The IP address of the main server(Source DB) is 10.40.239.103, and the IP address of the backup serverTarget DB) is 10.40.239.105.

3. Experimental process
3.1 Experimental preparation
Both virtual machines have PostgreSQL 10.0 installed, and their installation directory is: /u01/app/postgresql10/

Add the following lines in /etc/profile:export PATH=/u01/app/postgresql10/bin:$PATH

export LD_LIBRARY_PATH=/u01/app/postgresql10/lib:$LD_LIBRARY_PATH

export PGDATA=/u01/app/postgresql10/data

3.2 Build the main and standby environment of PostgreSQL .
3.2.1 Operations on the master node

1. Make sure the service is started. Excuting an order:

su postgres
Switch users and execute:
pg_ctl start -D $PGDATA
Start the service.

2. Create a user for streaming replication. Executing an order:

psql -h 127.0.0.1 -p 5432 -U postgres
Enter the console and execute the following statement to create a user:
create user repuser with login replication password ‘123456’;

3. Modify the pg_hba.conf file and add the following content to allow the replication users and super users on both computers to log in:

host replication repuser 10.33.45.101/32 md5

host replication repuser 10.33.45.102/32 md5

host all postgres 10.33.45.101/32 trust

host all postgres 10.33.45.102/32 trust

4. Set these parameters in postgresql.conf on the master node:

max_wal_senders = 10
wal_level = replica
wal_log_hints = on
wal_keep_segments = 10
wal_receiver_status_interval = 5s
hot_standby_feedback = on

The meaning of these parameters is as follows:

max_wal_senders represents the maximum number of concurrent connections from the backup server or streaming basic backup client;

wal_level indicates the log level. For streaming replication, its value should be set to replica;

wal_log_hints = on means that during the first modification of the page after a checkpoint on the PostgreSQL server, the entire content of the disk page is written to the WAL, even if non-critical modifications are made to the so-called hint bits;

wal_keep_segments specifies the minimum number of past log file segments that can be kept in the pg_wal (pg_xlog below PostgreSQL 9.6 version) directory when the backup server needs to obtain log segment files for streaming replication.

log_connections indicates whether to record the client’s connection to the server in the log;

wal_receiver_status_interval specifies the minimum period for the WAL receiver process on the backup machine to send information about the replication progress to the primary server or upstream backup machine;

hot_standby_feedback Specifies whether a hot standby machine will send feedback to the main server or upstream standby machine about the query currently being executed on the standby machine. Here it is set to on.

For details, you can refer to the official postgresql documentation.

5. Restart the master node:

pg_ctl restart -D $PGDATA

6. After restarting, it is not necessary to create replication slots for the primary and backup servers.

select * from pg_create_physical_replication_slot(‘postgresql_node101’);select * from pg_create_physical_replication_slot(‘ postgresql_node102’);

The role of the replication slot is:

1. In streaming replication, when a standby node is disconnected, the standby node provides feedback data through hot_standby_feedback.

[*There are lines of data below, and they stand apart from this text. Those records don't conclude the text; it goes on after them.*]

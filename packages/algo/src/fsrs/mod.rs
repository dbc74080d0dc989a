//! FSRS-style Difficulty/Stability Scheduler
//!
//! A simplified stability model in the spirit of FSRS (not the reference
//! FSRS parameterisation).
//!
//! Core formulas:
//! - Retrievability: R = exp(-t / S)
//! - Success gain: G = S × g(rating) × exp(-(D - 5) / 6) × (1 - R),
//!   capped at S × (1 + 1.2 × g(rating))
//! - Interval: I = -S × ln(R_target(rating)), then fuzzed ±5-15%
//!
//! Items without a structured review are in the learning phase and take
//! a fixed per-rating stability.

use chrono::{DateTime, Utc};
use rand::{Rng, SeedableRng};
use rand_chacha::ChaCha8Rng;
use serde::{Deserialize, Serialize};

use crate::engine::SchedulerEngine;
use crate::rating::Rating;
use crate::sanitize::{
    clamp_difficulty, clamp_ease, clamp_strength, finite_or, round_interval, sanitize_stability,
};
use crate::types::{
    days_between, due_after, FsrsFields, LearnableItem, PriorityKey, ReviewEvent, ReviewPhase,
    SchedulerUpdate, DEFAULT_DIFFICULTY, DEFAULT_STABILITY, FSRS_VERSION, INITIAL_EASE_FACTOR,
    INITIAL_STRENGTH, MAX_DIFFICULTY, MAX_INTERVAL_DAYS, MIN_EASE_FACTOR, MIN_INTERVAL_DAYS,
};

// ==================== Constants ====================

/// Ease gained per difficulty point below the maximum
const EASE_PER_DIFFICULTY: f64 = 0.12;

/// Divisor turning stability into a priority penalty
const PRIORITY_STABILITY_SCALE: f64 = 10.0;

/// Divisor turning difficulty headroom into a priority bonus
const PRIORITY_DIFFICULTY_SCALE: f64 = 10.0;

/// Priority penalty per lapse
const PRIORITY_LAPSE_WEIGHT: f64 = 0.2;

/// RNG used for interval fuzz
pub type FuzzRng = ChaCha8Rng;

/// Seeded fuzz RNG for reproducible runs, entropy-seeded otherwise
pub fn fuzz_rng(seed: Option<u64>) -> FuzzRng {
    match seed {
        Some(seed) => ChaCha8Rng::seed_from_u64(seed),
        None => ChaCha8Rng::from_entropy(),
    }
}

// ==================== Parameters ====================

/// Tunable constants of the stability model, per-rating tables indexed by ordinal
#[derive(Clone, Debug, PartialEq, Serialize, Deserialize)]
#[serde(rename_all = "camelCase")]
pub struct FsrsParams {
    pub difficulty_adjustment: [f64; 4],
    pub target_retention: [f64; 4],
    pub strength_delta: [i32; 4],
    /// Stability assigned on the first structured review
    pub learning_stability: [f64; 4],
    /// Growth factor on success (`Fail` unused)
    pub growth_factor: [f64; 4],
    /// Relative jitter applied to intervals above one day
    pub fuzz_range: [f64; 4],
    /// Stability multiplier on a lapse
    pub fail_stability_factor: f64,
    /// Stability floor for reviewed items
    pub min_review_stability: f64,
    /// Scale of the success cap `S × (1 + cap × g)`
    pub growth_cap_scale: f64,
    /// Difficulty at which the difficulty factor is 1
    pub difficulty_pivot: f64,
    pub difficulty_spread: f64,
}

impl Default for FsrsParams {
    fn default() -> Self {
        Self {
            difficulty_adjustment: [-1.0, -0.4, 0.0, 0.3],
            target_retention: [0.5, 0.8, 0.9, 0.95],
            strength_delta: [-30, 5, 15, 25],
            learning_stability: [0.8, 1.2, 2.5, 4.0],
            growth_factor: [0.0, 0.6, 1.0, 1.4],
            fuzz_range: [0.05, 0.05, 0.10, 0.15],
            fail_stability_factor: 0.35,
            min_review_stability: 0.4,
            growth_cap_scale: 1.2,
            difficulty_pivot: 5.0,
            difficulty_spread: 6.0,
        }
    }
}

/// Intermediate values of one FSRS update
#[derive(Clone, Debug, PartialEq, Serialize, Deserialize)]
#[serde(rename_all = "camelCase")]
pub struct FsrsTrace {
    pub rating: Rating,
    pub learning_phase: bool,
    pub elapsed_days: f64,
    pub retrievability: f64,
    pub difficulty_adjustment: f64,
    pub stability_gain: f64,
    pub raw_interval_days: f64,
    pub scheduled_interval_days: i32,
    /// Jitter window, absent when no fuzz was applied
    pub fuzz_bounds: Option<(f64, f64)>,
    pub fuzzed_interval_days: i32,
}

// ==================== Core Functions ====================

/// Probability of recall after `elapsed_days` at the given stability
pub fn retrievability(elapsed_days: f64, stability: f64) -> f64 {
    let elapsed = finite_or(elapsed_days, 0.0).max(0.0);
    (-elapsed / sanitize_stability(stability)).exp()
}

/// Jitter `interval_days` uniformly within ±`range`.
///
/// Intervals of one day or less come back unchanged (floored at 1).
pub fn fuzz_interval<R: Rng + ?Sized>(
    interval_days: i32,
    range: f64,
    rng: &mut R,
) -> (i32, Option<(f64, f64)>) {
    if interval_days <= MIN_INTERVAL_DAYS {
        return (MIN_INTERVAL_DAYS, None);
    }
    let range = finite_or(range, 0.0).clamp(0.0, 0.9);
    let base = f64::from(interval_days);
    let low = base * (1.0 - range);
    let high = base * (1.0 + range);
    let drawn = rng.gen_range(low..=high);
    (round_interval(drawn), Some((low, high)))
}

// ==================== Engine ====================

#[derive(Clone, Debug, Default)]
pub struct FsrsEngine {
    params: FsrsParams,
}

impl FsrsEngine {
    pub fn new() -> Self {
        Self::default()
    }

    pub fn with_params(params: FsrsParams) -> Self {
        Self { params }
    }

    pub fn params(&self) -> &FsrsParams {
        &self.params
    }

    /// Current probability of recall for a stored item
    pub fn retrievability_at(&self, item: &LearnableItem, now: DateTime<Utc>) -> f64 {
        let stability = item
            .fsrs
            .as_ref()
            .map(|fields| sanitize_stability(fields.stability))
            .unwrap_or(DEFAULT_STABILITY);
        retrievability(item.review_phase().elapsed_days(now), stability)
    }

    fn next_stability(
        &self,
        phase: &ReviewPhase,
        rating: Rating,
        old_stability: f64,
        difficulty: f64,
        retrievability: f64,
    ) -> (f64, f64) {
        let idx = rating.ordinal();
        let p = &self.params;

        if phase.is_fresh() {
            return (p.learning_stability[idx], 0.0);
        }

        if rating == Rating::Fail {
            let stability = (old_stability * p.fail_stability_factor).max(p.min_review_stability);
            return (stability, stability - old_stability);
        }

        let growth = p.growth_factor[idx];
        let difficulty_factor = (-(difficulty - p.difficulty_pivot) / p.difficulty_spread).exp();
        let gain = old_stability * growth * difficulty_factor * (1.0 - retrievability);
        let cap = old_stability * (1.0 + growth * p.growth_cap_scale);
        // cap wins when the floor exceeds it (tiny old stability)
        let stability = (old_stability + gain).max(p.min_review_stability).min(cap);
        (stability, gain)
    }

    pub fn update_traced<R: Rng + ?Sized>(
        &self,
        item: &LearnableItem,
        review: ReviewEvent,
        now: DateTime<Utc>,
        rng: &mut R,
    ) -> (SchedulerUpdate, FsrsTrace) {
        let rating = review.rating;
        let idx = rating.ordinal();
        let p = &self.params;

        let fields = item.fsrs.clone().unwrap_or_default();
        let old_stability = sanitize_stability(fields.stability);
        let old_difficulty = clamp_difficulty(fields.difficulty);

        let phase = ReviewPhase::of(item);
        let elapsed_days = phase.elapsed_days(now);
        let r = retrievability(elapsed_days, old_stability);

        let adjustment = p.difficulty_adjustment[idx];
        let difficulty = clamp_difficulty(old_difficulty + adjustment);

        let (stability, gain) = self.next_stability(&phase, rating, old_stability, difficulty, r);
        let stability = sanitize_stability(stability);
        let lapses = if rating == Rating::Fail {
            fields.lapses.saturating_add(1)
        } else {
            fields.lapses
        };

        let raw_interval_days = -stability * p.target_retention[idx].ln();
        let scheduled_interval_days = if rating == Rating::Fail {
            MIN_INTERVAL_DAYS
        } else {
            round_interval(raw_interval_days)
        };
        let (fuzzed, fuzz_bounds) = fuzz_interval(scheduled_interval_days, p.fuzz_range[idx], rng);
        let interval_days = fuzzed.clamp(MIN_INTERVAL_DAYS, MAX_INTERVAL_DAYS);

        let strength = clamp_strength(clamp_strength(item.strength) + p.strength_delta[idx]);
        let ease_factor = clamp_ease(MIN_EASE_FACTOR + (MAX_DIFFICULTY - difficulty) * EASE_PER_DIFFICULTY);

        let update = SchedulerUpdate {
            strength,
            interval_days,
            ease_factor,
            next_due: due_after(now, interval_days),
            last_review: Some(now),
            fsrs: Some(FsrsFields {
                difficulty,
                stability,
                lapses,
                last_rating: Some(rating),
                version: FSRS_VERSION.to_string(),
            }),
        };
        let trace = FsrsTrace {
            rating,
            learning_phase: phase.is_fresh(),
            elapsed_days,
            retrievability: r,
            difficulty_adjustment: adjustment,
            stability_gain: gain,
            raw_interval_days,
            scheduled_interval_days,
            fuzz_bounds,
            fuzzed_interval_days: interval_days,
        };
        (update, trace)
    }
}

impl SchedulerEngine for FsrsEngine {
    fn initialize(&self, now: DateTime<Utc>) -> SchedulerUpdate {
        SchedulerUpdate {
            strength: INITIAL_STRENGTH,
            interval_days: MIN_INTERVAL_DAYS,
            ease_factor: INITIAL_EASE_FACTOR,
            next_due: due_after(now, MIN_INTERVAL_DAYS),
            last_review: None,
            fsrs: Some(FsrsFields {
                difficulty: DEFAULT_DIFFICULTY,
                stability: DEFAULT_STABILITY,
                lapses: 0,
                last_rating: None,
                version: FSRS_VERSION.to_string(),
            }),
        }
    }

    fn update<R: Rng + ?Sized>(
        &self,
        item: &LearnableItem,
        review: ReviewEvent,
        now: DateTime<Utc>,
        rng: &mut R,
    ) -> SchedulerUpdate {
        self.update_traced(item, review, now, rng).0
    }

    fn priority(&self, item: &LearnableItem, now: DateTime<Utc>) -> PriorityKey {
        let fields = item.fsrs.clone().unwrap_or_default();
        let stability = sanitize_stability(fields.stability);
        let difficulty = clamp_difficulty(fields.difficulty);
        let r = self.retrievability_at(item, now);

        let due = item.is_due_at(now);
        let overdue_days = days_between(item.next_due, now);
        let due_bonus = if due { overdue_days + 1.0 } else { 0.0 };
        let future_penalty = if due { 0.0 } else { -r };
        let stability_penalty = stability / PRIORITY_STABILITY_SCALE;
        let difficulty_bonus = (MAX_DIFFICULTY - difficulty) / PRIORITY_DIFFICULTY_SCALE;
        let lapse_penalty = f64::from(fields.lapses) * PRIORITY_LAPSE_WEIGHT;

        let score = due_bonus + future_penalty + difficulty_bonus - stability_penalty - lapse_penalty;
        PriorityKey {
            due,
            score: finite_or(score, 0.0),
        }
    }
}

Data will be lost. When the standby node reconnects, it may cause query conflicts because the master node sends a cleanup record. The replication slot will still record the xmin (the oldest transaction ID that the replication slot needs to retain in the database) value of the standby node even when the standby node is disconnected, so as to ensure that there is no cleanup conflict.

2. When a standby node is disconnected, the WAL file information required by the standby node is also lost. If there is no replication slot, when the standby node reconnects, we may have discarded the required WAL file, so we need to completely rebuild the standby node. The replication slot ensures that this node retains all wal files required by downstream nodes.

3.2.2 Operations on the standby node

1. Make sure the service is stopped:

su postgres
Switch users and execute:
pg_ctl stop -D $PGDATA
Close the service.

2. First delete the files in the data directory $PGDATA in the standby node:

cd $PGDATA

rm –rf *
Then execute:
pg_basebackup -Xs -d “hostaddr=10.33.45.101 port=5432 user=repuser password=123456” -D $PGDATA -v -Fp

Here, -Xs means that the copying method is streaming. This method will not copy the WAL files that have been archived before the start of this backup; -d is followed by a connection string, where “hostaddr=10.40. “239.101” indicates that the IP address of the main server is 10.40.239.103, “port=5432” indicates that the database port is 5432, “user=repuser” indicates that the user used for streaming replication is repuser, and “password=123456” indicates that the password is 123456; “-D $PGDATA” means to input the backup content to the local $PGDATA directory; “-v” means to print detailed information, and -Fp means that the copy result output is a plain file.

3. After the basic backup is completed, modify the postgresql.conf file of the standby node and set:

hot_standby = on

4. Copy recovery.conf.sample in /u01/app/postgresql10/share/ to $PGDATA and rename it to recovery.conf:

cp /u01/app/postgresql10/share/recovery.conf.sample $PGDATA/recovery.conf

And set the following parameters:

recovery_target_timeline = ‘latest’
standby_mode = on
primary_conninfo = ‘host=10.40.239.103 port=5432 user=repuser password=repuser123’
primary_slot_name = ‘postgresql_node102’
trigger_file = ‘tgfile’

The meaning of these parameters is as follows:

recovery_target_timeline indicates what time point to recover to the database timeline, here is set to latest, which is the latest.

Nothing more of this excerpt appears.